EL MUNDO • SUBNOTA › LA TRAYECTORIA DE JOSé SERRA
› Por Eric Nepomuceno
José Serra podría presentar, con orgullo, una buena trayectoria política. Ha sido dirigente estudiantil en la juventud, se exilió con el golpe militar de 1964, se hizo economista, ayudó a otros exiliados cuando vivió su segundo golpe –el de Pinochet en Chile, en 1973– y, de regreso a Brasil, fue diputado, senador, ministro de Planificación, luego de Salud, candidato derrotado varias veces a la alcaldía de San Pablo, postulante aplastado a la presidencia en dos ocasiones, luego alcalde de San Pablo, luego gobernador; es decir, una trayectoria de idas y vueltas.
Pero, al final, lo que quedó como característica principal de su errática trayectoria es la intransigencia, la inflexibilidad y, en los últimos años, la admisión de la tesis de que, en la lucha política, cualquier arma es buena, sin importar los límites éticos que deberían existir hasta entre adversarios.

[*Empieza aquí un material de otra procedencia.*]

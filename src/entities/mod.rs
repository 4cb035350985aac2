pub mod bounty;
pub mod user;
pub mod workspace;
use serde::Deserialize;
use serde_json::json;
use surrealdb::sql::Thing;
use tracing::info;
use validator::Validate;

use crate::access::bounty::BountyAction;
use crate::database::client::Db;
use crate::entities::bounty::bounty_activity_entity::{ActivityEntry, BountyActivityAction};
use crate::entities::bounty::bounty_entity::{
    AssigneeChange, Bounty, BountyDbService, BountyMutation,
};
use crate::entities::bounty::bounty_proof_entity::ProofOp;
use crate::entities::bounty::bounty_status::BountyStatus;
use crate::entities::user::local_user_entity::{LocalUser, LocalUserDbService};
use crate::entities::workspace::workspace_budget_entity::{LedgerOp, WorkspaceBudgetDbService};
use crate::entities::workspace::workspace_member_entity::WorkspaceMemberDbService;
use crate::middleware::ctx::Ctx;
use crate::middleware::error::{AppError, CtxResult};
use crate::models::view::record_key;
use crate::services::bounty_service::{load_caller_bounty, require, require_status, CallerBounty};
use crate::utils::validate_utils::{lowercase_string, validate_pubkey};

#[derive(Debug, Deserialize, Validate)]
#[serde(rename_all = "camelCase")]
pub struct AssignInput {
    #[serde(deserialize_with = "lowercase_string")]
    #[validate(custom(function = validate_pubkey))]
    pub assignee_pubkey: String,
}

pub struct AssignmentService<'a> {
    db: &'a Db,
    ctx: &'a Ctx,
    bounties_repository: BountyDbService<'a>,
    users_repository: LocalUserDbService<'a>,
    members_repository: WorkspaceMemberDbService<'a>,
    budgets_repository: WorkspaceBudgetDbService<'a>,
}

impl<'a> AssignmentService<'a> {
    pub fn new(db: &'a Db, ctx: &'a Ctx) -> Self {
        Self {
            db,
            ctx,
            bounties_repository: BountyDbService { db, ctx },
            users_repository: LocalUserDbService { db, ctx },
            members_repository: WorkspaceMemberDbService { db, ctx },
            budgets_repository: WorkspaceBudgetDbService { db, ctx },
        }
    }

    /// Admin directed assignment of an OPEN bounty to a workspace member.
    pub async fn assign(
        &self,
        bounty_id: &Thing,
        data: AssignInput,
    ) -> CtxResult<(Bounty, Option<LocalUser>)> {
        data.validate()?;
        let loaded = load_caller_bounty(self.db, self.ctx, bounty_id).await?;
        let mutation = BountyMutation::new(&loaded.bounty);
        let mutation = self
            .plan_assign(&loaded, mutation, &data.assignee_pubkey)
            .await?;
        let bounty = self.bounties_repository.apply(mutation).await?;
        info!(bounty = %bounty.id, assignee = %data.assignee_pubkey, "bounty assigned");
        let assignee = self.users_repository.find(&data.assignee_pubkey).await?;
        Ok((bounty, assignee))
    }

    /// Self assignment by a contributing member.
    pub async fn claim(&self, bounty: &Bounty) -> CtxResult<(Bounty, Option<LocalUser>)> {
        let loaded = load_caller_bounty(self.db, self.ctx, &bounty.id).await?;
        require(self.ctx, &loaded, BountyAction::Claim)?;
        let bounty = &loaded.bounty;
        require_status(self.ctx, bounty, &[BountyStatus::Open])?;
        self.check_budget(bounty).await?;

        let caller_key = record_key(&loaded.caller);
        let mutation = BountyMutation::new(bounty)
            .walk(bounty.status, &[BountyStatus::Assigned], bounty.amount)
            .map_err(|e| self.ctx.to_ctx_error(e))?
            .with_assignee(AssigneeChange::Set(loaded.caller.clone()))
            .with_activity(ActivityEntry::new(
                &loaded.caller,
                BountyActivityAction::Claimed,
                json!({ "assignee": caller_key, "amount": bounty.amount }),
            ));
        let claimed = self.bounties_repository.apply(mutation).await?;
        info!(bounty = %claimed.id, assignee = %caller_key, "bounty claimed");
        let assignee = self.users_repository.find(&caller_key).await?;
        Ok((claimed, assignee))
    }

    pub async fn unassign(&self, bounty_id: &Thing) -> CtxResult<Bounty> {
        let loaded = load_caller_bounty(self.db, self.ctx, bounty_id).await?;
        let mutation = BountyMutation::new(&loaded.bounty);
        let mutation = self.plan_unassign(&loaded, mutation)?;
        let bounty = self.bounties_repository.apply(mutation).await?;
        info!(bounty = %bounty.id, "bounty unassigned");
        Ok(bounty)
    }

    /// Checks run in order, each failing with its own error: assignee exists,
    /// assignee is a member, bounty is OPEN, budget covers the amount.
    pub(crate) async fn plan_assign(
        &self,
        loaded: &CallerBounty,
        mutation: BountyMutation,
        assignee_pubkey: &str,
    ) -> CtxResult<BountyMutation> {
        require(self.ctx, loaded, BountyAction::Assign)?;
        let bounty = &loaded.bounty;
        let assignee_pubkey = assignee_pubkey.trim().to_lowercase();

        if !self.users_repository.exists(&assignee_pubkey).await? {
            return Err(self.ctx.to_ctx_error(AppError::EntityFailIdNotFound {
                ident: "Assignee".to_string(),
            }));
        }
        let assignee = LocalUserDbService::get_user_id(&assignee_pubkey);
        if self
            .members_repository
            .find(&bounty.workspace, &assignee)
            .await?
            .is_none()
        {
            return Err(self.ctx.to_ctx_error(AppError::AuthorizationFail {
                required: "Assignee must be a workspace member".to_string(),
            }));
        }
        require_status(self.ctx, bounty, &[BountyStatus::Open])?;
        self.check_budget(bounty).await?;

        Ok(mutation
            .walk(bounty.status, &[BountyStatus::Assigned], bounty.amount)
            .map_err(|e| self.ctx.to_ctx_error(e))?
            .with_assignee(AssigneeChange::Set(assignee))
            .with_activity(ActivityEntry::new(
                &loaded.caller,
                BountyActivityAction::Assigned,
                json!({ "assignee": assignee_pubkey, "amount": bounty.amount }),
            )))
    }

    /// Back to OPEN with the reservation released. From IN_REVIEW the
    /// outstanding proof is rejected on the way.
    pub(crate) fn plan_unassign(
        &self,
        loaded: &CallerBounty,
        mutation: BountyMutation,
    ) -> CtxResult<BountyMutation> {
        require(self.ctx, loaded, BountyAction::Unassign)?;
        let bounty = &loaded.bounty;
        let path: &[BountyStatus] = match bounty.status {
            BountyStatus::Assigned => &[BountyStatus::Open],
            BountyStatus::InReview => &[BountyStatus::Assigned, BountyStatus::Open],
            _ => {
                return Err(self.ctx.to_ctx_error(AppError::Conflict {
                    description: "Bounty is not assigned".to_string(),
                }))
            }
        };

        let mut mutation = mutation
            .walk(bounty.status, path, bounty.amount)
            .map_err(|e| self.ctx.to_ctx_error(e))?;
        if bounty.status == BountyStatus::InReview {
            mutation = mutation.with_proof(ProofOp::RejectPending {
                reviewer: loaded.caller.clone(),
                notes: "Assignee removed".to_string(),
            });
        }
        Ok(mutation.with_activity(ActivityEntry::new(
            &loaded.caller,
            BountyActivityAction::Unassigned,
            json!({ "assignee": bounty.assignee.as_ref().map(record_key) }),
        )))
    }

    async fn check_budget(&self, bounty: &Bounty) -> CtxResult<()> {
        let budget = self
            .budgets_repository
            .get_by_workspace(&bounty.workspace)
            .await?;
        budget
            .balance()
            .apply(LedgerOp::Reserve(bounty.amount))
            .map(|_| ())
            .map_err(|e| self.ctx.to_ctx_error(e))
    }
}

En su campaña para la presidencia en 2002, cuando fue aplastado por Lula, no se hurtó de utilizar subterfugios viles y de incurrir seguidamente en agresiones a otros países (Argentina, en especial), abriendo justificadas dudas sobre cómo serían sus relaciones con los vecinos en caso de victoria. Ya en 2010, esta vez contra Dilma, no tuvo titubeos a la hora de presentarse como católico radical (hubo días en que comulgó tres veces en tres misas distintas), adversario intransigente del aborto (olvidándose de que su mujer, en tiempos de persecución política en Chile, había optado por abortar), o como paladín cabal de la ética (olvidándose de que su hija y su yerno estaban denunciados por espionaje digital sobre las cuentas bancarias de centenares de miles de brasileños).

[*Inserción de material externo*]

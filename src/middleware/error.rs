use std::fmt;

use axum::{http::StatusCode, response::IntoResponse, Json};
use serde::{Deserialize, Serialize};
use uuid::Uuid;
use validator::ValidationErrors;

use crate::middleware::ctx::Ctx;
use crate::models::api_response::ApiResponse;

#[derive(Debug, PartialEq, Eq, Clone)]
pub struct CtxError {
    pub error: AppError,
    pub req_id: Uuid,
}

#[derive(Clone, Debug, PartialEq, Eq, Serialize, Deserialize)]
pub enum AppError {
    Generic { description: String },
    Validation { description: String },
    InvalidTransition { from: String, to: String },
    InsufficientBudget,
    InvalidState { description: String },
    EntityFailIdNotFound { ident: String },
    Forbidden,
    AuthorizationFail { required: String },
    Conflict { description: String },
    AuthFailNoIdentity,
    Serde { source: String },
    SurrealDb { source: String },
}

/// Error carrying the request id, rendered as the error envelope.
pub type CtxResult<T> = core::result::Result<T, CtxError>;
/// Any error before it is attached to a request.
pub type AppResult<T> = core::result::Result<T, AppError>;

impl std::error::Error for AppError {}

impl CtxError {
    pub fn from<T: Into<AppError>>(ctx: &Ctx) -> impl FnOnce(T) -> CtxError + '_ {
        |err| CtxError {
            req_id: ctx.req_id(),
            error: err.into(),
        }
    }
}

impl From<surrealdb::Error> for CtxError {
    fn from(value: surrealdb::Error) -> Self {
        CtxError {
            req_id: Uuid::new_v4(),
            error: value.into(),
        }
    }
}

impl From<AppError> for CtxError {
    fn from(value: AppError) -> Self {
        CtxError {
            req_id: Uuid::new_v4(),
            error: value,
        }
    }
}

impl From<ValidationErrors> for CtxError {
    fn from(value: ValidationErrors) -> Self {
        AppError::from(value).into()
    }
}

const INTERNAL: &str = "Internal error";

impl fmt::Display for AppError {
    fn fmt(&self, f: &mut fmt::Formatter<'_>) -> fmt::Result {
        match self {
            Self::Generic { description } => write!(f, "{description}"),
            Self::Validation { description } => write!(f, "{description}"),
            Self::InvalidTransition { from, to } => {
                write!(f, "Invalid status transition from {from} to {to}")
            }
            Self::InsufficientBudget => write!(f, "Insufficient available budget"),
            Self::InvalidState { description } => write!(f, "{description}"),
            Self::EntityFailIdNotFound { ident } => write!(f, "{ident} not found"),
            Self::Forbidden => write!(f, "Forbidden"),
            Self::AuthorizationFail { required } => write!(f, "{required}"),
            Self::Conflict { description } => write!(f, "{description}"),
            Self::AuthFailNoIdentity => write!(f, "Missing or invalid caller identity"),
            Self::Serde { source } => write!(f, "Serde error - {source}"),
            Self::SurrealDb { .. } => write!(f, "{INTERNAL}"),
        }
    }
}

impl AppError {
    pub fn status_code(&self) -> StatusCode {
        match self {
            AppError::Generic { .. }
            | AppError::Validation { .. }
            | AppError::InvalidTransition { .. }
            | AppError::InsufficientBudget
            | AppError::InvalidState { .. }
            | AppError::Serde { .. } => StatusCode::BAD_REQUEST,
            AppError::EntityFailIdNotFound { .. } => StatusCode::NOT_FOUND,
            AppError::Forbidden | AppError::AuthorizationFail { .. } => StatusCode::FORBIDDEN,
            AppError::Conflict { .. } => StatusCode::CONFLICT,
            AppError::AuthFailNoIdentity => StatusCode::UNAUTHORIZED,
            AppError::SurrealDb { .. } => StatusCode::INTERNAL_SERVER_ERROR,
        }
    }

    pub fn code(&self) -> &'static str {
        match self {
            AppError::Generic { .. } | AppError::Validation { .. } | AppError::Serde { .. } => {
                "VALIDATION_ERROR"
            }
            AppError::InvalidTransition { .. } => "INVALID_TRANSITION",
            AppError::InsufficientBudget => "INSUFFICIENT_BUDGET",
            AppError::InvalidState { .. } => "INVALID_STATE",
            AppError::EntityFailIdNotFound { .. } => "NOT_FOUND",
            AppError::Forbidden | AppError::AuthorizationFail { .. } => "FORBIDDEN",
            AppError::Conflict { .. } => "CONFLICT",
            AppError::AuthFailNoIdentity => "UNAUTHORIZED",
            AppError::SurrealDb { .. } => "INTERNAL_ERROR",
        }
    }
}

#[derive(Serialize, Deserialize, Debug, Clone, PartialEq)]
pub struct ErrorBody {
    pub code: String,
    pub message: String,
}

// REST error response
impl IntoResponse for CtxError {
    fn into_response(self) -> axum::response::Response {
        let status_code = self.error.status_code();
        if status_code.is_server_error() {
            tracing::error!(req_id = %self.req_id, error = ?self.error, "request failed");
        } else {
            tracing::debug!(req_id = %self.req_id, error = ?self.error, "request rejected");
        }
        let body = ApiResponse::<()>::error(ErrorBody {
            code: self.error.code().to_string(),
            message: self.error.to_string(),
        });
        let mut response = (status_code, Json(body)).into_response();
        // the real error for the logger
        response.extensions_mut().insert(self.error);
        response
    }
}

// External Errors
impl From<serde_json::Error> for AppError {
    fn from(value: serde_json::Error) -> Self {
        Self::Serde {
            source: value.to_string(),
        }
    }
}

impl From<surrealdb::Error> for AppError {
    fn from(value: surrealdb::Error) -> Self {
        Self::SurrealDb {
            source: value.to_string(),
        }
    }
}

impl From<CtxError> for AppError {
    fn from(value: CtxError) -> Self {
        value.error
    }
}

impl From<ValidationErrors> for AppError {
    fn from(value: ValidationErrors) -> Self {
        Self::Validation {
            description: value.to_string(),
        }
    }
}

impl From<std::io::Error> for AppError {
    fn from(value: std::io::Error) -> Self {
        Self::Generic {
            description: value.to_string(),
        }
    }
}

Se trata, pues, de un hombre público sin límites. Ahora mismo, abrió una causa judicial contra las redes sociales (blogs, portales, sites) que lo critican y defienden al candidato del PT en la disputa por San Pablo. Dice que son patrocinados por estatales, ministerios y empresas de capital mixto, o sea, por dinero público. Dice que no es admisible que se utilicen fondos públicos para alimentar partidos y gobiernos.

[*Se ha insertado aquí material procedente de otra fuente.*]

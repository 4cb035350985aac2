pub mod assignment_service;
pub mod bounty_service;
pub mod proof_service;
pub mod user_service;
pub mod workspace_service;
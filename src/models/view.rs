use surrealdb::sql::Thing;

pub mod activity;
pub mod bounty;
pub mod proof;
pub mod user;
pub mod workspace;

/// Record key without the table prefix, as exposed by the api.
pub fn record_key(thing: &Thing) -> String {
    thing.id.to_raw()
}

Se olvida, quizá, de que en sus tiempos de alcalde y luego de gobernador de la provincia de San Pablo, distribuyó a chorros dinero público para la prensa adiestrada, empezando por la editora Abril, que publica el semanario sensacionalista Veja que no hace más que practicar un denuncismo inconsecuente e irresponsable contra los gobiernos del PT.
Se olvida de su autoritarismo traducido en llamadas telefónicas a editores de periódicos determinando que reporteros sin fama pero correctos, que lo habían criticado, fuesen sumariamente fulminados. A los columnistas de fama sabía amenazarlos con otras armas.
El José Serra que se olvida de que en Brasil los grandes medios de comunicación están concentrados en manos de cinco familias no se olvida de perseguir a los que buscan brechas de independencia. Se olvida de contar, por ejemplo, que en 2003, cuando Lula llegó al poder, 499 vehículos de 182 municipios recibían recursos directamente de publicidad del gobierno federal. Y que en 2010, cuando Lula entregó la presidencia a Dilma Rousseff, ese cuadro era otro: 8094 vehículos de comunicación en 2733 municipios recibían publicidad oficial, entre ellos muchos de la llamada media alternativa, que ahora Serra quiere perseguir.
Ese es el José Serra del presente. El que quiere ser alcalde de San Pablo como base de impulso para intentar otra vez el sueño de ser presidente de Brasil. Ese es el hombre que supo olvidar y sepultar un pasado que alguna vez fue digno de respeto y hoy es digno de rechazo: el suyo.